The other area of concern for the Government was the decision to focus on the amount the tax would cost savers, rather than the amount it would earn.

Parker and the Government look at the definition of tax as how much revenue it received ($225 million a year - rising by 10 per cent a year, twice the rate of overall GST revenue, which rises by about 5 per cent a year after 2026, when the tax takes effect.

Unsurprisingly, the Herald and many commentators chose to examine the policy from how much it would cost people rather than how much the tax would earn the Government.

The David Parker of April this year appears to have understood this better than the Parker of Tuesday.

In his famous tax speech of earlier this year, Parker lauded former finance minister Bill English who himself managed to sell an increase in GST as a "tax switch" because he cut income tax at the same time.

Parker said that while he did not agree with the "switch" concept, "the way he carried that debate was a master class in the politics of changing the tax mix".

The switch worked because it argued people would be no worse off under the proposals.

By contrast, this tax did not work because it took thousands of dollars from vulnerable, renting retirees and the only reason the Government could give in favour of it was that it was more elegant from an accounting perspective. You can hardly blame savers for thinking that elegance was not worth $20,000.

Illustration / Rod Emmerson
Illustration / Rod Emmerson

Labour believes the way to make people's lives better is generally by using a larger and more muscular state. We saw the best of that during the pandemic.

At its worst, and the worst was on display this week, the party puts too much emphasis on increasing the size of the state, and neglects to ask itself what it's taxing people for. If no one can articulate a good reason for why the Government is taking citizens' money, can you really blame them for getting upset?

The other concern for the Government is the fact debate became dominated by the Financial Markets Authority's (FMA) projection the change would cost KiwiSavers $103b in lost savings by 2070 and managed fund users $83b.

Again - the Government should have been aware savers would care about the compounded effects of the change, because it used compound figures to sell its own changes to KiwiSaver policies in 2019.

Announcing a measure to "slash" fees, Robertson and then-Consumer Affairs Minister David Parker argued the changes would earn people $143,000 over 47 years of savings.

It's hardly surprising then, people were interested at what the FMA believed the scheme would cost savers over a 44-year timeframe.

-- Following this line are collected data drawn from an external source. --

//! PostgreSQL-backed resume, statistics and identity stores.

use async_trait::async_trait;
use sqlx::types::Json;
use sqlx::PgPool;
use uuid::Uuid;

use crate::errors::AppError;
use crate::models::resume::{Resume, ResumeRow, ResumeStatistics, StatisticsRow};
use crate::models::user::UserProfile;
use crate::resume::repository::{
    Counter, IdentityStore, NewResume, ResumePatch, ResumeRepository, StatisticsRepository,
    UpdateOutcome,
};

const UNIQUE_VIOLATION: &str = "23505";

#[derive(Clone)]
pub struct PgStore {
    pool: PgPool,
}

impl PgStore {
    pub fn new(pool: PgPool) -> Self {
        Self { pool }
    }
}

fn conflict_or_database(err: sqlx::Error, slug: &str) -> AppError {
    match &err {
        sqlx::Error::Database(db) if db.code().as_deref() == Some(UNIQUE_VIOLATION) => {
            AppError::Conflict(format!("A resume with slug '{slug}' already exists"))
        }
        _ => AppError::Database(err),
    }
}

fn into_resumes(rows: Vec<ResumeRow>) -> Result<Vec<Resume>, AppError> {
    rows.into_iter().map(Resume::try_from).collect()
}

#[async_trait]
impl ResumeRepository for PgStore {
    async fn insert(&self, resume: NewResume) -> Result<Resume, AppError> {
        let row = sqlx::query_as::<_, ResumeRow>(
            r#"
            INSERT INTO resumes (id, user_id, title, slug, visibility, locked, data)
            VALUES ($1, $2, $3, $4, $5, FALSE, $6)
            RETURNING *
            "#,
        )
        .bind(Uuid::new_v4())
        .bind(resume.user_id)
        .bind(&resume.title)
        .bind(&resume.slug)
        .bind(resume.visibility.as_str())
        .bind(Json(&resume.data))
        .fetch_one(&self.pool)
        .await
        .map_err(|e| conflict_or_database(e, &resume.slug))?;

        row.try_into()
    }

    async fn find_all_by_owner(&self, user_id: Uuid) -> Result<Vec<Resume>, AppError> {
        let rows = sqlx::query_as::<_, ResumeRow>(
            "SELECT * FROM resumes WHERE user_id = $1 ORDER BY updated_at DESC",
        )
        .bind(user_id)
        .fetch_all(&self.pool)
        .await?;

        into_resumes(rows)
    }

    async fn find_by_id(&self, id: Uuid) -> Result<Option<Resume>, AppError> {
        sqlx::query_as::<_, ResumeRow>("SELECT * FROM resumes WHERE id = $1")
            .bind(id)
            .fetch_optional(&self.pool)
            .await?
            .map(Resume::try_from)
            .transpose()
    }

    async fn find_by_owner(&self, user_id: Uuid, id: Uuid) -> Result<Option<Resume>, AppError> {
        sqlx::query_as::<_, ResumeRow>("SELECT * FROM resumes WHERE user_id = $1 AND id = $2")
            .bind(user_id)
            .bind(id)
            .fetch_optional(&self.pool)
            .await?
            .map(Resume::try_from)
            .transpose()
    }

    async fn find_public(&self, username: &str, slug: &str) -> Result<Option<Resume>, AppError> {
        sqlx::query_as::<_, ResumeRow>(
            r#"
            SELECT r.*
            FROM resumes r
            JOIN users u ON u.id = r.user_id
            WHERE u.username = $1 AND r.slug = $2 AND r.visibility = 'public'
            "#,
        )
        .bind(username)
        .bind(slug)
        .fetch_optional(&self.pool)
        .await?
        .map(Resume::try_from)
        .transpose()
    }

    async fn update_unlocked(
        &self,
        user_id: Uuid,
        id: Uuid,
        patch: &ResumePatch,
    ) -> Result<UpdateOutcome, AppError> {
        // The lock check and the write are one statement, so a concurrent
        // lock(true) either lands before (no rows) or after (update applied).
        let updated = sqlx::query_as::<_, ResumeRow>(
            r#"
            UPDATE resumes
            SET title = COALESCE($3, title),
                slug = COALESCE($4, slug),
                visibility = COALESCE($5, visibility),
                data = COALESCE($6, data),
                updated_at = NOW()
            WHERE user_id = $1 AND id = $2 AND locked = FALSE
            RETURNING *
            "#,
        )
        .bind(user_id)
        .bind(id)
        .bind(patch.title.as_deref())
        .bind(patch.slug.as_deref())
        .bind(patch.visibility.map(|v| v.as_str()))
        .bind(patch.data.as_ref().map(Json))
        .fetch_optional(&self.pool)
        .await
        .map_err(|e| conflict_or_database(e, patch.slug.as_deref().unwrap_or_default()))?;

        if let Some(row) = updated {
            return Ok(UpdateOutcome::Updated(row.try_into()?));
        }

        let exists: Option<bool> =
            sqlx::query_scalar("SELECT locked FROM resumes WHERE user_id = $1 AND id = $2")
                .bind(user_id)
                .bind(id)
                .fetch_optional(&self.pool)
                .await?;

        Ok(match exists {
            Some(_) => UpdateOutcome::Locked,
            None => UpdateOutcome::NotFound,
        })
    }

    async fn set_locked(
        &self,
        user_id: Uuid,
        id: Uuid,
        locked: bool,
    ) -> Result<Option<Resume>, AppError> {
        sqlx::query_as::<_, ResumeRow>(
            r#"
            UPDATE resumes
            SET locked = $3, updated_at = NOW()
            WHERE user_id = $1 AND id = $2
            RETURNING *
            "#,
        )
        .bind(user_id)
        .bind(id)
        .bind(locked)
        .fetch_optional(&self.pool)
        .await?
        .map(Resume::try_from)
        .transpose()
    }

    async fn delete(&self, user_id: Uuid, id: Uuid) -> Result<Option<Resume>, AppError> {
        // statistics rows go with it via ON DELETE CASCADE
        sqlx::query_as::<_, ResumeRow>(
            "DELETE FROM resumes WHERE user_id = $1 AND id = $2 RETURNING *",
        )
        .bind(user_id)
        .bind(id)
        .fetch_optional(&self.pool)
        .await?
        .map(Resume::try_from)
        .transpose()
    }
}

#[async_trait]
impl StatisticsRepository for PgStore {
    async fn increment(
        &self,
        resume_id: Uuid,
        counter: Counter,
    ) -> Result<ResumeStatistics, AppError> {
        let (views, downloads): (i64, i64) = match counter {
            Counter::Views => (1, 0),
            Counter::Downloads => (0, 1),
        };

        let row = sqlx::query_as::<_, StatisticsRow>(
            r#"
            INSERT INTO statistics (resume_id, views, downloads)
            VALUES ($1, $2, $3)
            ON CONFLICT (resume_id) DO UPDATE SET
                views = statistics.views + EXCLUDED.views,
                downloads = statistics.downloads + EXCLUDED.downloads,
                updated_at = NOW()
            RETURNING views, downloads
            "#,
        )
        .bind(resume_id)
        .bind(views)
        .bind(downloads)
        .fetch_one(&self.pool)
        .await?;

        Ok(row.into())
    }

    async fn find(&self, resume_id: Uuid) -> Result<Option<ResumeStatistics>, AppError> {
        Ok(sqlx::query_as::<_, StatisticsRow>(
            "SELECT views, downloads FROM statistics WHERE resume_id = $1",
        )
        .bind(resume_id)
        .fetch_optional(&self.pool)
        .await?
        .map(ResumeStatistics::from))
    }
}

#[async_trait]
impl IdentityStore for PgStore {
    async fn find_profile(&self, user_id: Uuid) -> Result<Option<UserProfile>, AppError> {
        Ok(
            sqlx::query_as::<_, UserProfile>(
                "SELECT name, email, picture FROM users WHERE id = $1",
            )
            .bind(user_id)
            .fetch_optional(&self.pool)
            .await?,
        )
    }
}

Parker's only other defence for the policy, that it made the tax system is more fair is true if you look at KiwiSaver funds and managed funds, but it's not true if you look at the Gordian Knot that is the tax treatment of residential housing.

KiwiSaver is a form of saving that anyone - even people who aren't employed - can access. The barrier to entry for investment in residential property is a deposit of hundreds of thousands of dollars and often an income of more than $100,000.

Evening up the tax treatment of one of these forms of savings only makes the unevenness between them greater. If raising fees on the most egalitarian savings vehicle ignores the most unequal savings vehicle, then you can't really argue the policy is about fairness.

The David Parker of Wednesday seemed to understand this. Parker was asked if he agreed with people that residential property was treated unfairly from a tax perspective.

Walking into the House, he answered, "they'd be right - they'd be right on that, but we haven't got that fixed yet".

Will Labour get another chance to change the tax system?

The dust-up has apparently not dented Parker's standing in Cabinet, but Labour will face a difficult battle on tax.

Not only is increasing tax difficult at the best of times, but after committing not to introduce taxes beyond what it campaigned on at the 2020 election, Labour proceeded to break its promise in spirit if not letter, multiple times this term, most obviously in its extension of the bright line test, the removal of interest deductions for landlords, and now, on GST.

The party needs to regain the public's trust on tax.

It won't do that through stealth taxes on their savings.